Wetlands would be nice.

Federal Waterfowl Production Areas would be good.

PLOTS and State Public Land....but they change from year to year.


----------



## englishpointer (May 16, 2005)

There will already be PLOTS in the book the State has granted us permission to put that in there. We are currently working with DU and there GREAT GIS people to make the land cover happen. Would there be any other things anybody can think of to make our product better?


----------



## faithsdave (Jan 8, 2004)

The items listed above, with gps coordinates of them. How about prarie dog towns?


----------



## englishpointer (May 16, 2005)

I am having troubles finding acurate maps of these. If anyone knows of ones let me know.


----------



## 4CurlRedleg (Aug 31, 2003)

I am not familiar with Midland Atlas, how are, or would they compare to a Great Plains Directory??


----------



## mallard (Mar 27, 2002)

How about prairie trails,or secondary roads.Many of the county maps I have are outdated as far as wetlands go(where an ephemeral wetland exsisted 12 years ago is now a lake).WPA's and WMA's would be nice to have on the maps.


----------



## englishpointer (May 16, 2005)

--------------------------------------------------------------------------------

How about prairie trails,or secondary roads.Many of the county maps I have are outdated as far as wetlands go(where an ephemeral wetland exsisted 12 years ago is now a lake).WPA's and WMA's would be nice to have on the maps.

There are all roads that the state has mapped , down to prarie trails, are in there .
WPA's and WMA's are already in there also, everything that is in the PLOTS guide for public land is in there.


----------



## englishpointer (May 16, 2005)

I am not familiar with Midland Atlas, how are, or would they compare to a Great Plains Directory??

the two are similiar , Midland's Sportsmand Edition is only simliar on the right hand page that contains the land information. everything else we are putting in there NOONE has done other then Midland from the research and repsonse that we have gotten on this new product.
We are working on putting Hiking trails, snowmobile trails, horse trails, boat landings etc. in this book also.


----------



## 4CurlRedleg (Aug 31, 2003)

Gotcha.
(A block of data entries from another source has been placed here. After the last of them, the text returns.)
use thiserror::Error;

/// Axis of a bounding box or extent.
#[derive(Debug, Clone, Copy, PartialEq, Eq)]
pub enum Axis {
    X,
    Y,
}

impl std::fmt::Display for Axis {
    fn fmt(&self, f: &mut std::fmt::Formatter<'_>) -> std::fmt::Result {
        match self {
            Axis::X => f.write_str("x"),
            Axis::Y => f.write_str("y"),
        }
    }
}

#[derive(Error, Debug, Clone, PartialEq)]
pub enum InsetError {
    #[error("cannot take the union of an empty list of bounding boxes")]
    EmptyInput,

    #[error("bounding box field `{field}` is pending and no reference extent was given")]
    MissingReference { field: &'static str },

    #[error("degenerate extent for subplot {index:?}: x_range={x_range}, y_range={y_range}")]
    DegenerateExtent {
        index: Option<usize>,
        x_range: f64,
        y_range: f64,
    },

    #[error("inverted {axis} bounds: min {min} must be less than max {max}")]
    InvertedBounds { axis: Axis, min: f64, max: f64 },

    #[error("invalid position `{0}`: expected {{left,center,right}} x {{bottom,center,top}}")]
    InvalidPosition(String),

    #[error("position {name}={value} is outside [0, 1]")]
    PositionOutOfRange { name: &'static str, value: f64 },

    #[error("margin {0} is outside [0, 0.5)")]
    MarginOutOfRange(f64),

    #[error("explicit position needs both loc_left and loc_bottom")]
    IncompletePosition,

    #[error("size {name}={value} is outside (0, 1]")]
    SizeOutOfRange { name: &'static str, value: f64 },

    #[error("scale_factor={0} must be finite and greater than 0")]
    ScaleFactorOutOfRange(f64),

    #[error("no main subplot spec in configuration")]
    NoMainSpec,

    #[error("configuration has {count} main subplot specs; exactly one is required")]
    MultipleMainSpec { count: usize },

    #[error("configuration has no subplot specs")]
    EmptySpecList,

    #[error("canvas ratio {0} must be finite and greater than 0")]
    InvalidRatio(f64),

    #[error("no layout configuration available; build one first")]
    NoConfiguration,

    #[error("subplot {index} has no render object and no shared default was given")]
    MissingRenderObject { index: usize },

    #[error("expected {expected} render objects (one per spec), got {actual}")]
    RenderObjectCountMismatch { expected: usize, actual: usize },

    #[error("cannot reproject layer `{layer}` from {from} to {to}")]
    Projection {
        layer: String,
        from: String,
        to: String,
    },

    #[error("output {name}={value} must be finite and greater than 0")]
    OutputSizeOutOfRange { name: &'static str, value: f64 },

    #[error("output size needs a width or a height")]
    MissingOutputDimension,

    #[error("renderer canvas ratio {actual} does not match the configured full_ratio {expected}")]
    CanvasRatioMismatch { expected: f64, actual: f64 },

    #[error("render failed: {0}")]
    Render(String),
}

/// Non-fatal notice. Execution continues; callers decide whether to surface it.
#[derive(Debug, Clone, PartialEq)]
pub enum Advisory {
    /// No width, height or scale_factor given; scale_factor 1.0 was used.
    DefaultScaleFactor,
    /// Width and height were both given; the inset may be distorted.
    RedundantSize { width: f64, height: f64 },
    /// scale_factor was given along with an explicit size; the size is ignored.
    ScaleFactorOverridesSize { scale_factor: f64 },
    /// Both output dimensions were given; the saved ratio may not match the layout.
    BothOutputDimensions { width: f64, height: f64 },
    /// The resolver kept both explicit dimensions of an inset.
    DistortedInset {
        index: usize,
        expected_ratio: f64,
        actual_ratio: f64,
    },
}

impl std::fmt::Display for Advisory {
    fn fmt(&self, f: &mut std::fmt::Formatter<'_>) -> std::fmt::Result {
        match self {
            Advisory::DefaultScaleFactor => {
                f.write_str("no width, height or scale_factor given; using scale_factor = 1.0")
            }
            Advisory::RedundantSize { width, height } => write!(
                f,
                "both width ({width}) and height ({height}) given; the inset may be distorted"
            ),
            Advisory::ScaleFactorOverridesSize { scale_factor } => write!(
                f,
                "scale_factor ({scale_factor}) given with width/height; explicit sizes are ignored"
            ),
            Advisory::BothOutputDimensions { width, height } => write!(
                f,
                "both output width ({width}) and height ({height}) given; output ratio may not match the layout"
            ),
            Advisory::DistortedInset {
                index,
                expected_ratio,
                actual_ratio,
            } => write!(
                f,
                "inset {index} keeps width/height {actual_ratio:.4} instead of data ratio {expected_ratio:.4}"
            ),
        }
    }
}

pub(crate) fn emit(advisory: &Advisory) {
    tracing::warn!(%advisory, "layout advisory");
}

pub type Result<T> = std::result::Result<T, InsetError>;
Thanx.


----------



## bigblackfoot (Mar 12, 2003)

If you start putting prairie dog towns on something like that there wont be any left. All lot of people hunt towns that others dont know about.


----------



## englishpointer (May 16, 2005)

I also shoot them (not really hunting) and enjoy it as a early time of year to keep skills honed. Maps are available in SD for the public and can be downloaded off the net. I do understand your point and the points of the people wanting to protect them. With that said just because it is in a publication or available doesnt meen you will be able to shoot there.

Just a question is there allot of people hunting Dogs now??


----------